Gary Cahill: Assessing His Performances So Far This Season

Joe Krishnan@joekrishnanContributor IFebruary 16, 2013

LONDON, ENGLAND - FEBRUARY 09:  Gary Cahill of Chelsea in action during the Barclay's Premier League match between Chelsea and Wigan Athletic at Stamford Bridge on February 9, 2013 in London, England.  (Photo by Julian Finney/Getty Images)
Julian Finney/Getty Images

If you're reading this thinking I'm going to be waxing lyrical about England and Chelsea defender Gary Cahill, then turn away now. No, please stay; I was joking of course.

Gary Cahill is an average-yet-sometimes-amazing-but-also-frustrating player. I couldn't find one word to describe him, so I resorted to constructing a word not actually recognized by the Oxford dictionary but somewhat accurate when describing the Blues man.

If Chelsea were to make a PowerPoint presentation on their roller coaster season, it would be Cahill who would appear on the front slide. Every defender has his off day, but his performances are at a high level the majority of the time and go some way to explain why the Blues shelled out the best part of £7 million to prize him away from Bolton Wanderers just over a year ago.

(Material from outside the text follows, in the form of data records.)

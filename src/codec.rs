//! Reversible compress + encode of binary payloads.
//!
//! PDFs are embedded in the JSON output as zlib-compressed, standard
//! base64-encoded text so a consumer can rebuild the original bytes without
//! fetching them again.

use crate::error::DecodeError;
use base64::Engine;
use base64::engine::general_purpose::STANDARD;
use flate2::Compression;
use flate2::read::ZlibDecoder;
use flate2::write::ZlibEncoder;
use std::io::{Read, Write};

/// Compress `data` with zlib and encode the result as base64.
///
/// Total for every input, including the empty slice.
pub fn encode(data: &[u8]) -> String {
    let mut encoder = ZlibEncoder::new(Vec::with_capacity(data.len() / 2 + 16), Compression::default());
    // Writing into a Vec cannot fail.
    let compressed = match encoder.write_all(data).and_then(|()| encoder.finish()) {
        Ok(bytes) => bytes,
        Err(_) => unreachable!("zlib encoder over Vec<u8> reported an I/O error"),
    };
    STANDARD.encode(compressed)
}

/// Inverse of [`encode`].
///
/// # Errors
///
/// Returns [`DecodeError`] if `data` is not base64 or the decoded bytes are
/// not a complete zlib stream.
pub fn decode(data: &str) -> Result<Vec<u8>, DecodeError> {
    let compressed = STANDARD.decode(data.trim())?;
    let mut out = Vec::with_capacity(compressed.len() * 2);
    ZlibDecoder::new(compressed.as_slice()).read_to_end(&mut out)?;
    Ok(out)
}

Blues fans who criticize the former Aston Villa man must realize that without the 27-year-old's last-ditch clearance, Chelsea could have been dumped out of the FA Cup by League One side Brentford.

Clayton Donaldson was put through by his teammates and as he was about to pull the trigger against nervy keeper Ross Turnbull. However, his determination to make the challenge allowed to get across and deny the former Crewe striker.

Fernando Torres then equalized for Chelsea to make it 2–2 and they play Brentford on Sunday in the replay at Stamford Bridge. Many wouldn't realize the impact Cahill's challenge could have made on their season, but perhaps they would if Chelsea win the FA Cup.

Overall, Cahill and his defensive partner John Terry had a poor game. For two England international center backs to be playing against lower league opposition, they should have done a lot better. Their marking and positioning was, at some periods in the game, way below-par. Terry, who had returned from injury, was understandably struggling to make an impression.

The clearance showed just how quickly Cahill can go from villain to hero, and why he can be something of a key presence in the side. That being said, he can also be the architect of his own downfall.

Many would point to his worst performance of the season being in the Club World Cup Final where Cahill was bullied around by Paolo Guerrero, scorer of the only goal as Corinthians beat Chelsea 1–0 in Japan.

In addition to that, he was involved in an incident with winger Emerson at the end of the game which earned him a slightly-earlier bath than his teammates.

The Brazilian left his foot in a tackle and caught Cahill. But his frustrations boiled over, and he lashed out. The contact from the 27-year-old was not enough to produce the reaction from Emerson, but in a game of its stature and importance to the Blues, he let down his Chelsea colleagues.

It was almost uncannily like the incident involving John Terry in the Champions League semi-final against Barcelona, showing his naivety by striking Alexis Sanchez in the back, earning a red card and banned from the Final.

At times, he has been undervalued, especially when David Luiz had been going through a tough time. But now the Brazilian has found his feet, he's taking the plaudits, while Cahill settles into a more quiet and unnoticed role.

Playing for Chelsea has given him a new edge to his play; his six goals this season is the most of all Chelsea defenders: Branislav Ivanovic has also scored six times but played two more games, free-kick specialist David Luiz has four and John Terry has just one in 13 in what can only be described as a 'bit-part' season for the former England captain.

Either way, Cahill could find himself warming the bench if the Terry-Luiz partnership starts to blossom again, but there's no doubt that that he will give his all in every game he plays, even it's from the bench. Northern players seem to have a fighting spirit installed into them at a young age, and they just love to play, even it's for only a short spell of the game.

Cahill may not be the most glamorous name at Stamford Bridge, and I'm sure he knows that. But unlike some others in the side, you'll never see a half-hearted effort from Gary Cahill.

And that cannot be taken away from him.